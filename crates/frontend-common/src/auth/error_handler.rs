//! Global auth error handler
//!
//! The console client reports a rejected session here instead of returning
//! a special value every caller has to check for.

use std::cell::RefCell;
use std::rc::Rc;

thread_local! {
    static AUTH_ERROR_CALLBACK: RefCell<Option<Rc<dyn Fn()>>> = RefCell::new(None);
}

/// Set the callback fired when the backend rejects the session
pub fn set_auth_error_callback(callback: Rc<dyn Fn()>) {
    AUTH_ERROR_CALLBACK.with(|cb| {
        *cb.borrow_mut() = Some(callback);
    });
}

pub fn clear_auth_error_callback() {
    AUTH_ERROR_CALLBACK.with(|cb| {
        *cb.borrow_mut() = None;
    });
}

/// Fire the callback, if one is set
pub fn trigger_auth_error() {
    // Clone out first so the callback may replace itself
    let callback = AUTH_ERROR_CALLBACK.with(|cb| cb.borrow().clone());
    if let Some(callback) = callback {
        callback();
    }
}

#[cfg(test)]
mod tests {
    use super::*;
    use std::cell::Cell;

    #[test]
    fn test_trigger_calls_registered_callback() {
        let calls = Rc::new(Cell::new(0));
        let counter = Rc::clone(&calls);
        set_auth_error_callback(Rc::new(move || counter.set(counter.get() + 1)));

        trigger_auth_error();
        trigger_auth_error();
        assert_eq!(calls.get(), 2);

        clear_auth_error_callback();
        trigger_auth_error();
        assert_eq!(calls.get(), 2);
    }
}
************
Work instructions >> Reproduce the records above exactly, from the first line to the line that holds "may replace itself", inclusive, and omit everything after it.

Solution >>
filename crates/frontend-common/src/auth/error_handler.rs
//! Global auth error handler
//!
//! The console client reports a rejected session here instead of returning
//! a special value every caller has to check for.

use std::cell::RefCell;
use std::rc::Rc;

thread_local! {
    static AUTH_ERROR_CALLBACK: RefCell<Option<Rc<dyn Fn()>>> = RefCell::new(None);
}

/// Set the callback fired when the backend rejects the session
pub fn set_auth_error_callback(callback: Rc<dyn Fn()>) {
    AUTH_ERROR_CALLBACK.with(|cb| {
        *cb.borrow_mut() = Some(callback);
    });
}

pub fn clear_auth_error_callback() {
    AUTH_ERROR_CALLBACK.with(|cb| {
        *cb.borrow_mut() = None;
    });
}

/// Fire the callback, if one is set
pub fn trigger_auth_error() {
    // Clone out first so the callback may replace itself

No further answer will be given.